MATERIAL FOR THIS EXERCISE:
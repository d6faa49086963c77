//! Latest values shown on the altimeter screen

use core::fmt::Write;

use crate::altitude::{SEA_LEVEL_PRESSURE_HPA, estimate_altitude};
use crate::color::{AltitudeColors, map_color};
use crate::sensors::PressureReading;

/// Capacity of formatted display strings.
///
/// Fits `f32::MIN` printed with two decimals plus the pressure prefix and unit.
pub const LABEL_CAPACITY: usize = 64;

/// Formatted display string
pub type Label = heapless::String<LABEL_CAPACITY>;

/// Message shown instead of the readings when the device has no barometer
pub const NO_SENSOR_MESSAGE: &str = "No Pressure Sensor Detected";

const UNKNOWN_PRESSURE_LABEL: &str = "Pressure: -- hPa";
const UNKNOWN_ALTITUDE_LABEL: &str = "-- m";

/// Most recent `{pressure, altitude, sensor_present}` tuple.
///
/// Overwritten by every reading; no history is kept. The altitude is always
/// derived from the stored pressure and nothing else.
#[derive(Debug, Clone, Copy, PartialEq)]
pub struct DisplayState {
    pressure_hpa: f32,
    altitude_m: Option<f32>,
    sensor_present: bool,
}

impl Default for DisplayState {
    fn default() -> Self {
        Self::new()
    }
}

impl DisplayState {
    /// State before the first reading: standard sea-level pressure, 0 m
    pub fn new() -> Self {
        Self {
            pressure_hpa: SEA_LEVEL_PRESSURE_HPA,
            altitude_m: estimate_altitude(SEA_LEVEL_PRESSURE_HPA),
            sensor_present: true,
        }
    }

    /// Record whether the subscription found a pressure sensor.
    pub fn set_sensor_present(&mut self, present: bool) {
        self.sensor_present = present;
    }

    /// Replace the state with a new raw reading.
    ///
    /// Returns `true` if anything visible changed.
    pub fn apply_reading(&mut self, reading: PressureReading) -> bool {
        let altitude_m = estimate_altitude(reading.pressure_hpa);
        let changed = self.pressure_hpa.to_bits() != reading.pressure_hpa.to_bits()
            || self.altitude_m.map(f32::to_bits) != altitude_m.map(f32::to_bits);

        self.pressure_hpa = reading.pressure_hpa;
        self.altitude_m = altitude_m;
        changed
    }

    pub fn pressure_hpa(&self) -> f32 {
        self.pressure_hpa
    }

    /// Estimated altitude, `None` when the pressure is degenerate
    pub fn altitude_m(&self) -> Option<f32> {
        self.altitude_m
    }

    pub fn sensor_present(&self) -> bool {
        self.sensor_present
    }

    /// Screen colors for the current altitude.
    ///
    /// An unknown altitude uses the sea-level colors.
    pub fn colors(&self) -> AltitudeColors {
        map_color(self.altitude_m.unwrap_or(0.0))
    }

    /// `"Pressure: 1013.25 hPa"`
    pub fn pressure_label(&self) -> Label {
        let mut label = Label::new();
        if write!(label, "Pressure: {:.2} hPa", self.pressure_hpa).is_err() {
            return fixed_label(UNKNOWN_PRESSURE_LABEL);
        }
        label
    }

    /// `"988.65 m"`, or `"-- m"` when the altitude is unknown
    pub fn altitude_label(&self) -> Label {
        let Some(altitude) = self.altitude_m else {
            return fixed_label(UNKNOWN_ALTITUDE_LABEL);
        };

        let mut label = Label::new();
        if write!(label, "{:.2} m", altitude).is_err() {
            return fixed_label(UNKNOWN_ALTITUDE_LABEL);
        }
        label
    }
}

/// Label from a constant that always fits
fn fixed_label(text: &str) -> Label {
    let mut label = Label::new();
    label.push_str(text).ok();
    label
}

#[cfg(test)]
mod tests {
    use super::*;
    use crate::color::{HIGH_ALTITUDE_COLOR, SEA_LEVEL_COLOR};
    use embedded_graphics::pixelcolor::{Rgb888, RgbColor};

    fn reading(pressure_hpa: f32) -> PressureReading {
        PressureReading {
            pressure_hpa,
            timestamp_ns: 0,
        }
    }

    #[test]
    fn test_initial_state() {
        let state = DisplayState::new();
        assert_eq!(state.pressure_hpa(), SEA_LEVEL_PRESSURE_HPA);
        assert_eq!(state.altitude_m(), Some(0.0));
        assert!(state.sensor_present());
        assert_eq!(state.pressure_label().as_str(), "Pressure: 1013.25 hPa");
        assert_eq!(state.altitude_label().as_str(), "0.00 m");
    }

    #[test]
    fn test_sea_level_scenario() {
        let mut state = DisplayState::new();
        state.apply_reading(reading(1013.25));

        let colors = state.colors();
        assert_eq!(colors.background, SEA_LEVEL_COLOR);
        assert_eq!(colors.text, Rgb888::BLACK);
        assert_eq!(state.altitude_label().as_str(), "0.00 m");
    }

    #[test]
    fn test_mid_altitude_scenario() {
        let mut state = DisplayState::new();
        assert!(state.apply_reading(reading(900.0)));

        let altitude = state.altitude_m().unwrap();
        assert!((altitude - 988.65).abs() < 0.1);
        assert_eq!(state.pressure_label().as_str(), "Pressure: 900.00 hPa");
        assert_eq!(state.colors().text, Rgb888::BLACK);
    }

    #[test]
    fn test_high_altitude_scenario() {
        let mut state = DisplayState::new();
        state.apply_reading(reading(300.0));

        let altitude = state.altitude_m().unwrap();
        assert!((altitude - 9165.16).abs() < 0.1);
        assert_eq!(state.colors().text, Rgb888::WHITE);
        assert_ne!(state.colors().background, HIGH_ALTITUDE_COLOR);
    }

    #[test]
    fn test_latest_reading_wins() {
        let mut state = DisplayState::new();
        state.apply_reading(reading(300.0));
        state.apply_reading(reading(1013.25));
        assert_eq!(state.colors().background, SEA_LEVEL_COLOR);
    }

    #[test]
    fn test_repeated_reading_is_not_a_change() {
        let mut state = DisplayState::new();
        assert!(state.apply_reading(reading(950.0)));
        assert!(!state.apply_reading(reading(950.0)));
    }

    #[test]
    fn test_degenerate_pressure_shows_unknown_altitude() {
        let mut state = DisplayState::new();
        state.apply_reading(reading(0.0));

        assert_eq!(state.altitude_m(), None);
        assert_eq!(state.altitude_label().as_str(), "-- m");
        assert_eq!(state.colors().background, SEA_LEVEL_COLOR);
    }

    #[test]
    fn test_extreme_readings_keep_their_unit() {
        let mut state = DisplayState::new();

        for pressure_hpa in [1.0e20, -1.0e25, f32::MAX, f32::MIN] {
            state.apply_reading(reading(pressure_hpa));
            let label = state.pressure_label();
            assert!(label.starts_with("Pressure: "), "{}", label);
            assert!(label.ends_with(" hPa"), "{}", label);
        }

        state.apply_reading(reading(f32::MIN));
        assert_eq!(state.altitude_label().as_str(), "-- m");
    }

    #[test]
    fn test_non_finite_pressure_label() {
        let mut state = DisplayState::new();
        state.apply_reading(reading(f32::NAN));

        assert_eq!(state.pressure_label().as_str(), "Pressure: NaN hPa");
        assert_eq!(state.altitude_label().as_str(), "-- m");
    }
}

WORK INSTRUCTION: Across the listing above, report every line where "None" occurs.

WRITTEN SOLUTION:
    /// Estimated altitude, `None` when the pressure is degenerate
        assert_eq!(state.altitude_m(), None);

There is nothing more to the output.